_Exercise instructions_
Across the entries that follow, how many lines have the word "capabilities" in them? Give only the number.

_Listed entries_
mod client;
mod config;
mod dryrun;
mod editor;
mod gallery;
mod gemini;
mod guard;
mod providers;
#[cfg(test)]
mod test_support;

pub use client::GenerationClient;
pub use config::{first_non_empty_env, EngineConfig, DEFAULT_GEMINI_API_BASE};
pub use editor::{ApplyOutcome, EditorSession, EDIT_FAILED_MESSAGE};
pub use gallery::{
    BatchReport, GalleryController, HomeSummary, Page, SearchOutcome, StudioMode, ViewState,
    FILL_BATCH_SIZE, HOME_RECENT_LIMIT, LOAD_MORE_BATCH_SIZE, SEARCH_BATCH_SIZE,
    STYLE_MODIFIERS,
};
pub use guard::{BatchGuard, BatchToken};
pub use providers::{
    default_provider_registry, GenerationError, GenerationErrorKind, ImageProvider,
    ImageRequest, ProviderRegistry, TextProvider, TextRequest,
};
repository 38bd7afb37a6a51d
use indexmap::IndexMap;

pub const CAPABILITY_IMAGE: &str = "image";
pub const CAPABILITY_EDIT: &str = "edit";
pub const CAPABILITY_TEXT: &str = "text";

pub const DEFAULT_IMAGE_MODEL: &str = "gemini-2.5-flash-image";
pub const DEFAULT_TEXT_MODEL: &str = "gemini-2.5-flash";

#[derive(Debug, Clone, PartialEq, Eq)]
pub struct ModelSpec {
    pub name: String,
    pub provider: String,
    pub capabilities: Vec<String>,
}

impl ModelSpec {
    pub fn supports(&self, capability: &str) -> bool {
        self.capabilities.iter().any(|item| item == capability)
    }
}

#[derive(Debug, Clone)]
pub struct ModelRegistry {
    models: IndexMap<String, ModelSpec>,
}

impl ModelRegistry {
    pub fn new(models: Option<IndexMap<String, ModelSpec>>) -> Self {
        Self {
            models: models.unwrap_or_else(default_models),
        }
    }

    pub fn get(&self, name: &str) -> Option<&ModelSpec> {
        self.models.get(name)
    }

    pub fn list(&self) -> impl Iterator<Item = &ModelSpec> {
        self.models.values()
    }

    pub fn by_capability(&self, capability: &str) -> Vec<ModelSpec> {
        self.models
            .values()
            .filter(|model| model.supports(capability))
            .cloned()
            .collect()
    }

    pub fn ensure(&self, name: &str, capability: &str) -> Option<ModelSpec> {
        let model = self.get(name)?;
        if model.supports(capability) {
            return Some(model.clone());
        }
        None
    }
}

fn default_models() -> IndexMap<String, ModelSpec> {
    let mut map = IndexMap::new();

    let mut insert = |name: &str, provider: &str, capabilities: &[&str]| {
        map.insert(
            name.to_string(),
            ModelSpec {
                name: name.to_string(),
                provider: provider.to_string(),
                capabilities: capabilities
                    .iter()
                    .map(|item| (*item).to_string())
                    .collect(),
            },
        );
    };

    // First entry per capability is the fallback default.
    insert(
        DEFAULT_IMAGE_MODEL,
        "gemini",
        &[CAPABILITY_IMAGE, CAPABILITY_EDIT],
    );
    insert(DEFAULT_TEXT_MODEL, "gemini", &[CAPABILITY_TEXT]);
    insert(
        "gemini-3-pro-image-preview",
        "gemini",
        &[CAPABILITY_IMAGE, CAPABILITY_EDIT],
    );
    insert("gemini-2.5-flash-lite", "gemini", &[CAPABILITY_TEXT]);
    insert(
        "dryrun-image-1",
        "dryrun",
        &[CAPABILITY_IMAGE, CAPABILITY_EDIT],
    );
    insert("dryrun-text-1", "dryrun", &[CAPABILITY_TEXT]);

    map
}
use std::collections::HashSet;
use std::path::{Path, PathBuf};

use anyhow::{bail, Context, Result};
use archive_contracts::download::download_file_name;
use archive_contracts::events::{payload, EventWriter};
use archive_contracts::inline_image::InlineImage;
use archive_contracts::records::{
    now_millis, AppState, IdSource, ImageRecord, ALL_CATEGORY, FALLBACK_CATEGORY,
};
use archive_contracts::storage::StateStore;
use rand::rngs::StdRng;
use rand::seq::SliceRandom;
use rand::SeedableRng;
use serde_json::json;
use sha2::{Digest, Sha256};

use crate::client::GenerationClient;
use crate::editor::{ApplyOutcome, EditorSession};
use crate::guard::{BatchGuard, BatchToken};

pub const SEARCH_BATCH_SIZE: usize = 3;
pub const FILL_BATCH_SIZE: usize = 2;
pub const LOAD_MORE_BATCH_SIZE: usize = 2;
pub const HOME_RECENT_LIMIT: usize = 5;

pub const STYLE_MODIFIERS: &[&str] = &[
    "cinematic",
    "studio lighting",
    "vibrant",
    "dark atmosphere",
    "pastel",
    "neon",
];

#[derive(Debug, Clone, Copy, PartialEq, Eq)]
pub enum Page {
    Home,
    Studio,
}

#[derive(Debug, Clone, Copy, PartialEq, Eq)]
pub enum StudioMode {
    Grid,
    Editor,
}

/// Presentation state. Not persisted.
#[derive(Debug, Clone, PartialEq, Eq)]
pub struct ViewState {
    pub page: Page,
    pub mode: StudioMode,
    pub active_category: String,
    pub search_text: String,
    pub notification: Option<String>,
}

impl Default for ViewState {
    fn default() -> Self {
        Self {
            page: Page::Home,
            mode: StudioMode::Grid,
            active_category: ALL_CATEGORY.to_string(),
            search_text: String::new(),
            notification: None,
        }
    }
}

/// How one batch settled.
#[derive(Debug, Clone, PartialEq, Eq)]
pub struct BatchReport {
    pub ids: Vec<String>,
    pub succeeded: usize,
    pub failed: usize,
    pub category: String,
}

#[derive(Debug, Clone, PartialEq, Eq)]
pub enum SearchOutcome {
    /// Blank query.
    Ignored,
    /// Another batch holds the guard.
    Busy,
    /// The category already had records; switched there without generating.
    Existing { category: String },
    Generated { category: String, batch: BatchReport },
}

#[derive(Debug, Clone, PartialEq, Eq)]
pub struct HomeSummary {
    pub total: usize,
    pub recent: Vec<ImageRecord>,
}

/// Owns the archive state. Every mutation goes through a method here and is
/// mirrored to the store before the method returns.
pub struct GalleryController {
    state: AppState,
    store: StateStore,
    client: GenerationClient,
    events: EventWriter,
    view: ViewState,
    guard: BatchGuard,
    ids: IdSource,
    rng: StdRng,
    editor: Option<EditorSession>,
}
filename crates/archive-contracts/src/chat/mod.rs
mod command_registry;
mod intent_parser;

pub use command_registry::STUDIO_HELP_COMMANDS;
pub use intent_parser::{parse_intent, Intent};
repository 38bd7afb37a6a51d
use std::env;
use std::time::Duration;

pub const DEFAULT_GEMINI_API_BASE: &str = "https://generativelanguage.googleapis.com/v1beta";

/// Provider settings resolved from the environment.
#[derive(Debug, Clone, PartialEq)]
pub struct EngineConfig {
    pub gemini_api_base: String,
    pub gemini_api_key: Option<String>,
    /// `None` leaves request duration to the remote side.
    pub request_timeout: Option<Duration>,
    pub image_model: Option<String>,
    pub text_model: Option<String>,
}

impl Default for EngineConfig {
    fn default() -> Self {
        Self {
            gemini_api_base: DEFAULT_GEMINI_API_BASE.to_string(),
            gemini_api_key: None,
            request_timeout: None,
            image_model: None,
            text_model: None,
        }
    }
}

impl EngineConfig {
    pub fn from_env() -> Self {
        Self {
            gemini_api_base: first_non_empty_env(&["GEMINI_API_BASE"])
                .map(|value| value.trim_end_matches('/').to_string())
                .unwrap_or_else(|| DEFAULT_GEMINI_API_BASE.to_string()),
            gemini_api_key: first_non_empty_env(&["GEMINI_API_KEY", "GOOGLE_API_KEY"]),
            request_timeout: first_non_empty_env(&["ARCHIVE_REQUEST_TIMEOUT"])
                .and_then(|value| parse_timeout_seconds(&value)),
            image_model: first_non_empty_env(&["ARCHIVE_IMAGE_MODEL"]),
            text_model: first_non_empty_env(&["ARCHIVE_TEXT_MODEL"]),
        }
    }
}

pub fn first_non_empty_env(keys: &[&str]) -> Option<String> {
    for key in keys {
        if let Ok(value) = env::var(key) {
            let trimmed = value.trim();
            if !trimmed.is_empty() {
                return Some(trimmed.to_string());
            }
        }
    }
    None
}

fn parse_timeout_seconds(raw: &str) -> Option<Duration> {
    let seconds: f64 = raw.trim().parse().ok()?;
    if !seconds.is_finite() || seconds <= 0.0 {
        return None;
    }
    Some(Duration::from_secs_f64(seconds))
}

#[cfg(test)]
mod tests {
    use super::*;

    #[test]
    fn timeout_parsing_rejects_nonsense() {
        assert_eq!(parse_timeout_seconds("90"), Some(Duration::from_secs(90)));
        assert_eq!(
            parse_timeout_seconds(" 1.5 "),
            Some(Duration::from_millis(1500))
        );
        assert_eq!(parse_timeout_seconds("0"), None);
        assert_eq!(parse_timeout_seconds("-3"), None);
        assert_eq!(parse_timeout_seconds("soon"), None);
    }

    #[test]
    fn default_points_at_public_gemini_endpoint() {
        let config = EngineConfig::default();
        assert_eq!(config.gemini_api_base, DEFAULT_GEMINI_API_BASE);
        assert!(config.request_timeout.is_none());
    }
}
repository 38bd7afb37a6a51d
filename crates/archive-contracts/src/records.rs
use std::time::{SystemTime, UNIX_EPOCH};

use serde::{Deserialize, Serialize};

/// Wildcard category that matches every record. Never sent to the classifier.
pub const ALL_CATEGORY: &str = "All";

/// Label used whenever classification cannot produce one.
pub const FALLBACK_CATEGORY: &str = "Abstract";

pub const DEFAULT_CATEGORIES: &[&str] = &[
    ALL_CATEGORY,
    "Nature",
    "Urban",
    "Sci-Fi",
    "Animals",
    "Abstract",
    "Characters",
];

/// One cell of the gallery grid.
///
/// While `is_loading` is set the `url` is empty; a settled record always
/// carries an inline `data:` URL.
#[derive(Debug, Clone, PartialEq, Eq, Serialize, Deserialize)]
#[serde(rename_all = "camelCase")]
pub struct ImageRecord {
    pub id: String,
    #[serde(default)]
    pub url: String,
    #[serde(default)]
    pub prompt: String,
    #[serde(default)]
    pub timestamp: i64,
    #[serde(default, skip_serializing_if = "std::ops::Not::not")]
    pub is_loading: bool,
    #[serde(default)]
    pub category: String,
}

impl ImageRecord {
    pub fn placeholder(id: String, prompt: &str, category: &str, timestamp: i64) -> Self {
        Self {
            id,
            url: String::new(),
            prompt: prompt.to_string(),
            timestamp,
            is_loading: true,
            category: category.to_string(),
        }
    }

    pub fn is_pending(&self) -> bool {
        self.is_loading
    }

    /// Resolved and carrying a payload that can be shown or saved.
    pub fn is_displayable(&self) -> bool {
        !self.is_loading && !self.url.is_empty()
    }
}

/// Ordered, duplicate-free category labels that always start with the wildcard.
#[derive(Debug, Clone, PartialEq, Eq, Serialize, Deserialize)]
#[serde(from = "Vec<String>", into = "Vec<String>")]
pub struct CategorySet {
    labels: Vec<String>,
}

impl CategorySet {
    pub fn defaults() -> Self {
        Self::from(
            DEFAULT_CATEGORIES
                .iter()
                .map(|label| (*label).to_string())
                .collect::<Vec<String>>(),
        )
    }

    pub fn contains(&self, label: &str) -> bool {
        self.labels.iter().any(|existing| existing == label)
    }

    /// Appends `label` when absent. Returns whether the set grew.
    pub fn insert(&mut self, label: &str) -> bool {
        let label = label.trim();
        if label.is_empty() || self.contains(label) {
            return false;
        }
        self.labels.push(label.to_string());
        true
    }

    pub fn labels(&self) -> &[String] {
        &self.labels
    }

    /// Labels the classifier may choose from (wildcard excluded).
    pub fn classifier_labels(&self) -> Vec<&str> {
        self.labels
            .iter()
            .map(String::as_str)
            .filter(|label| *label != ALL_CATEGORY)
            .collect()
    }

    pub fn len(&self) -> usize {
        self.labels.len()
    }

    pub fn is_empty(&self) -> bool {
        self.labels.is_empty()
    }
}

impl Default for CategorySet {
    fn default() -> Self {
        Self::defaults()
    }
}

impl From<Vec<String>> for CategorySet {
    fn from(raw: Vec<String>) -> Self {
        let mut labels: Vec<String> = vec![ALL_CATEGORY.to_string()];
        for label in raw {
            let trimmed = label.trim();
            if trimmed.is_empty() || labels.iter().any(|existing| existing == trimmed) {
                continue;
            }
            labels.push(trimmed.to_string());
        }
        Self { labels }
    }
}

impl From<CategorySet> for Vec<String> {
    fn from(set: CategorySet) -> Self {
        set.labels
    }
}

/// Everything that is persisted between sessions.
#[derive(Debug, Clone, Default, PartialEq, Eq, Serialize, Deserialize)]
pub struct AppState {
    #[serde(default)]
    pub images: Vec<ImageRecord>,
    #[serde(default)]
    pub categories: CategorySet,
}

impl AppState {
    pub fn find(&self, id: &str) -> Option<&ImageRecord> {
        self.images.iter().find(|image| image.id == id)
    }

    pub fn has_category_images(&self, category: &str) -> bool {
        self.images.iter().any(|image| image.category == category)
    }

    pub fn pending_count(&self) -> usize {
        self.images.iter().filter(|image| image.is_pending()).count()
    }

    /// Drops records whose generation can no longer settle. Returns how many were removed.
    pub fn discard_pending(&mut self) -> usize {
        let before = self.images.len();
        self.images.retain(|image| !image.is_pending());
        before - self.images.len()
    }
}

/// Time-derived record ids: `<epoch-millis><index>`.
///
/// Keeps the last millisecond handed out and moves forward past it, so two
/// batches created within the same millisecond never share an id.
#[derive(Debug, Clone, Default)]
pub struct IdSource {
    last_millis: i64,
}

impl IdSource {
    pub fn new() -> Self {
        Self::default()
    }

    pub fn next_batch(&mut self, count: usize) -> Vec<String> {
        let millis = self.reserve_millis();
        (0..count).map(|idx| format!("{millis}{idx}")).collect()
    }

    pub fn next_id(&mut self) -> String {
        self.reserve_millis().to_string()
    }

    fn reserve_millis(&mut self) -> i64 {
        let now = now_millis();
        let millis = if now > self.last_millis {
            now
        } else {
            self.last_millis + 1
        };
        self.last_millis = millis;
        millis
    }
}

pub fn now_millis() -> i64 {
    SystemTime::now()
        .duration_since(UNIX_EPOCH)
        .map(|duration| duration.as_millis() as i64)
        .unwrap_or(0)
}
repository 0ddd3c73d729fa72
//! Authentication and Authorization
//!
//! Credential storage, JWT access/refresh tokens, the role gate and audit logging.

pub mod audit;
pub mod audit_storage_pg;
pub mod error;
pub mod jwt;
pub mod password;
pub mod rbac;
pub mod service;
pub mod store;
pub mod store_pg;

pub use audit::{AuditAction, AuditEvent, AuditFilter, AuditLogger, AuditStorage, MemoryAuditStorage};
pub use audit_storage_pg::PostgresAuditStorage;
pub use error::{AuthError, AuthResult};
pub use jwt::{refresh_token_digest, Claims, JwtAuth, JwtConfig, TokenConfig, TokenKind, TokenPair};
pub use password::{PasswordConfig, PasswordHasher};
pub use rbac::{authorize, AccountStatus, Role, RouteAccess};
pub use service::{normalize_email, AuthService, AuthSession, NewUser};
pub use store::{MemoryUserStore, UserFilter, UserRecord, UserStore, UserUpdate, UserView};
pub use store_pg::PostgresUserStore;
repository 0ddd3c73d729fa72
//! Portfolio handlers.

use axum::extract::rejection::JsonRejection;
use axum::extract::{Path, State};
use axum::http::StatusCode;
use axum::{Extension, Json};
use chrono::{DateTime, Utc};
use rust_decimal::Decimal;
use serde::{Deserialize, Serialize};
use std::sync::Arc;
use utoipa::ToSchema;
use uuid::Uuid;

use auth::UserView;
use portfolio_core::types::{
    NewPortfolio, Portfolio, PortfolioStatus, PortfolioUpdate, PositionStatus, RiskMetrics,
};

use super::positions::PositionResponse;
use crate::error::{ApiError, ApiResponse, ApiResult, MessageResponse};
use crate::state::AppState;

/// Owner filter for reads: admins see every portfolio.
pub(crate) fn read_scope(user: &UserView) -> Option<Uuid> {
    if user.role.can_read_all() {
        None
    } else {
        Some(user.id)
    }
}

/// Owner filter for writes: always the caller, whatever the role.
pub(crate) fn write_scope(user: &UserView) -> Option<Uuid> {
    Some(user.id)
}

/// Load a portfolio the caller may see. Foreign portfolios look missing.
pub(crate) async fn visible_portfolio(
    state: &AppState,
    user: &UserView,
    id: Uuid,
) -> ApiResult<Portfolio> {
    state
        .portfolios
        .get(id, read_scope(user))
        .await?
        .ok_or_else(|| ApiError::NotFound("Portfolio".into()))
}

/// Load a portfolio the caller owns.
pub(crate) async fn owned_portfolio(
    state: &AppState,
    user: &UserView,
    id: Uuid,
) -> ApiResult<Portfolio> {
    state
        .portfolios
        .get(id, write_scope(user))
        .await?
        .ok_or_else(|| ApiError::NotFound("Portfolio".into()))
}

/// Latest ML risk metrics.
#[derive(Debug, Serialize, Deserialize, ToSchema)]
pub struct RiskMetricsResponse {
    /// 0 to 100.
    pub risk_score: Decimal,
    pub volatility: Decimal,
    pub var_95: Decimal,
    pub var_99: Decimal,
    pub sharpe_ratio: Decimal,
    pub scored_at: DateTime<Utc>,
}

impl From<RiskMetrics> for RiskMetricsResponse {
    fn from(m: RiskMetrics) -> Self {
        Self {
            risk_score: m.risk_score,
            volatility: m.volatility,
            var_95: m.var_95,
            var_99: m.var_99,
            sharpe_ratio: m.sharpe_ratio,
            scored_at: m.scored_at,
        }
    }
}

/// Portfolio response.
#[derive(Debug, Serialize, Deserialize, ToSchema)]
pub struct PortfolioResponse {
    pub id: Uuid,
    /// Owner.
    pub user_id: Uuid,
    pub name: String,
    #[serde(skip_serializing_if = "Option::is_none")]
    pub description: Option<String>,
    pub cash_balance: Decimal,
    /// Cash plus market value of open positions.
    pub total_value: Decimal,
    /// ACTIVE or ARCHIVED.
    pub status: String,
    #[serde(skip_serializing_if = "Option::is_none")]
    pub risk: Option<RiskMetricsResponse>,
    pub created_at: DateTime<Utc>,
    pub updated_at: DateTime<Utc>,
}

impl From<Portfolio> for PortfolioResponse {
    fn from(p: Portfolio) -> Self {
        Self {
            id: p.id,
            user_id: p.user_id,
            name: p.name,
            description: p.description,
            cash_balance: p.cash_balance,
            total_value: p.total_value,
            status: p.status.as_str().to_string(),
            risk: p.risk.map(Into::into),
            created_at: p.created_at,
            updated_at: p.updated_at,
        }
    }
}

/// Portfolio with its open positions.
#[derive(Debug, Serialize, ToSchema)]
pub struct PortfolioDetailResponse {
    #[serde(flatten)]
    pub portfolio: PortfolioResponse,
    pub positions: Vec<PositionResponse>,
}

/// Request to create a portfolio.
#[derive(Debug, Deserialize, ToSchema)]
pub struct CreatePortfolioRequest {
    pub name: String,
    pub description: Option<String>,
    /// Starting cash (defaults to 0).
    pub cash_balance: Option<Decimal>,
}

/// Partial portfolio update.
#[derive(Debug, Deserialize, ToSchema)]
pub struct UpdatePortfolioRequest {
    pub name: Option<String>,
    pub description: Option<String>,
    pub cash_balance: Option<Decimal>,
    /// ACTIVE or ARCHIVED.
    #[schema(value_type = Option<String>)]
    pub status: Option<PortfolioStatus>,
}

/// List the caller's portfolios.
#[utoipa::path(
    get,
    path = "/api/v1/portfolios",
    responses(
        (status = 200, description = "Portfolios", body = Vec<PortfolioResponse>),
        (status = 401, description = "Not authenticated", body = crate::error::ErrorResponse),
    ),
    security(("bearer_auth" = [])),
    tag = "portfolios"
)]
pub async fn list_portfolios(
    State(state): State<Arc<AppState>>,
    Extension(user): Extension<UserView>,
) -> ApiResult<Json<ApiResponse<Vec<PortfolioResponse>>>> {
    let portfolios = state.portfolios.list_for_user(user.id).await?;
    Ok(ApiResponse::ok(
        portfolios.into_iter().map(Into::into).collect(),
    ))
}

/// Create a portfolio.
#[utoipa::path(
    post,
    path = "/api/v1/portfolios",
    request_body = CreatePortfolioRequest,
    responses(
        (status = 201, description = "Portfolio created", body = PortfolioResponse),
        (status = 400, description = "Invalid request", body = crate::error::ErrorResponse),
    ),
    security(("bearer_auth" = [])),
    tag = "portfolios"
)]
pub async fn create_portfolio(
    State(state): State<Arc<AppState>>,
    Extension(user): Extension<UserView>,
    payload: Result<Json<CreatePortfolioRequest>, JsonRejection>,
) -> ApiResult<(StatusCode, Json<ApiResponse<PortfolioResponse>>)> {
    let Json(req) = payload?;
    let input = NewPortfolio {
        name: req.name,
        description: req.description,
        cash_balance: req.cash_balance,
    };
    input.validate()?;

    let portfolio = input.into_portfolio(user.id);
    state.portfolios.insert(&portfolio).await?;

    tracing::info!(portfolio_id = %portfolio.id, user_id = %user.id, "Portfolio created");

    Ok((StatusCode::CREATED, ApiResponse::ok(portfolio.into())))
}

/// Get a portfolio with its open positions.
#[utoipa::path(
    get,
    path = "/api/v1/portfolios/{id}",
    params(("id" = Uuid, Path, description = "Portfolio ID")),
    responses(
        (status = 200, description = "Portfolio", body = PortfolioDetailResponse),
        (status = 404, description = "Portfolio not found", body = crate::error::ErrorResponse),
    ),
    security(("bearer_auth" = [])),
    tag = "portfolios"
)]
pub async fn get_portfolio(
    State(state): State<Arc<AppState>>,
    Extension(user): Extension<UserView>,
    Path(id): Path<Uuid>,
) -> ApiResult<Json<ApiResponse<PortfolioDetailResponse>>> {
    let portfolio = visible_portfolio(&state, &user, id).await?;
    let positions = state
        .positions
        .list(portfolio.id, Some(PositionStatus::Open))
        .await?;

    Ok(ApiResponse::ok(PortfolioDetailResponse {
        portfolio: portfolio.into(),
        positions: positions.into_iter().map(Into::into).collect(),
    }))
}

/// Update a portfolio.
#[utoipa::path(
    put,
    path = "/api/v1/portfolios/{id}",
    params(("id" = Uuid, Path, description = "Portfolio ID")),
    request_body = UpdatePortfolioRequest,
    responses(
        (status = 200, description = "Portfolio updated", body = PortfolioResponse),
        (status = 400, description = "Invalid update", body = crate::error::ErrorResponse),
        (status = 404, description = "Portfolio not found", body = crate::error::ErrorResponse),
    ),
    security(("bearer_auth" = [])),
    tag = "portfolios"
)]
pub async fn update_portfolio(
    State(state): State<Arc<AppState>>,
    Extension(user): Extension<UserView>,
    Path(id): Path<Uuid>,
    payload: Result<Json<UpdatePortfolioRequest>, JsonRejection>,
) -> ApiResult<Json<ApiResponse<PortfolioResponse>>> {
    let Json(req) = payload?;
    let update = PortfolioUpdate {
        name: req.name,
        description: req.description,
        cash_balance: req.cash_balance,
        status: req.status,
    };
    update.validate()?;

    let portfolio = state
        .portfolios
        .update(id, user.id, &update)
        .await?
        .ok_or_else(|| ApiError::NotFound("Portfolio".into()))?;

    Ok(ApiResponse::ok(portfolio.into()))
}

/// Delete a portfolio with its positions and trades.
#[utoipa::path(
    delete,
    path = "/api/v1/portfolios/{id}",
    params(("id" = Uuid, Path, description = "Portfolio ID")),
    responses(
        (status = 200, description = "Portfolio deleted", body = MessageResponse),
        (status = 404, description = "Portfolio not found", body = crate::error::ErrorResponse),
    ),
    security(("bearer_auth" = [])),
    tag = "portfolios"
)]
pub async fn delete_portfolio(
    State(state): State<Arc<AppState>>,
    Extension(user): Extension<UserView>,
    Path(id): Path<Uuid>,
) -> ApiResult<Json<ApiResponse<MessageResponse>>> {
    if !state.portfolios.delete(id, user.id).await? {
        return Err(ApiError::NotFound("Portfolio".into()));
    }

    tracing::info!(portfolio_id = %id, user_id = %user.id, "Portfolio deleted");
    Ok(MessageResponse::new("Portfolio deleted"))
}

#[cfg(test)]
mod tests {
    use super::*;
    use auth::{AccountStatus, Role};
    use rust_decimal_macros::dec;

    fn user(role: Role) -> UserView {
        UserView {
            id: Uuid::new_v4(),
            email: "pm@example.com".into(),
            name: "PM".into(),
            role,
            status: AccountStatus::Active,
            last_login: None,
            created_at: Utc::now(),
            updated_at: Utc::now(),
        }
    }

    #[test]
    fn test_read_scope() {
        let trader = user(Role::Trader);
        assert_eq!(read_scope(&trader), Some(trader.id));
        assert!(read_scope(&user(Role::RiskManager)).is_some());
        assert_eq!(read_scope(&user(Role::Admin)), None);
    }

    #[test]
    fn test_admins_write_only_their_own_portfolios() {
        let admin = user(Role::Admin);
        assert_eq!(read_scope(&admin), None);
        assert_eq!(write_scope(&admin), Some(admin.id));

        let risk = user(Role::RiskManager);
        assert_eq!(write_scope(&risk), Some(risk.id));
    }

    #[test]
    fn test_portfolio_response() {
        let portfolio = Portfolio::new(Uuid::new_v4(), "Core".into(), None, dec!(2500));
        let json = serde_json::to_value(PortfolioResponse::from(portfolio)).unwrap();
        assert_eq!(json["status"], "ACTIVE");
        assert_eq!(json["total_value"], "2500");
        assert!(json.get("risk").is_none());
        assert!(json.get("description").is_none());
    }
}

_Response_
4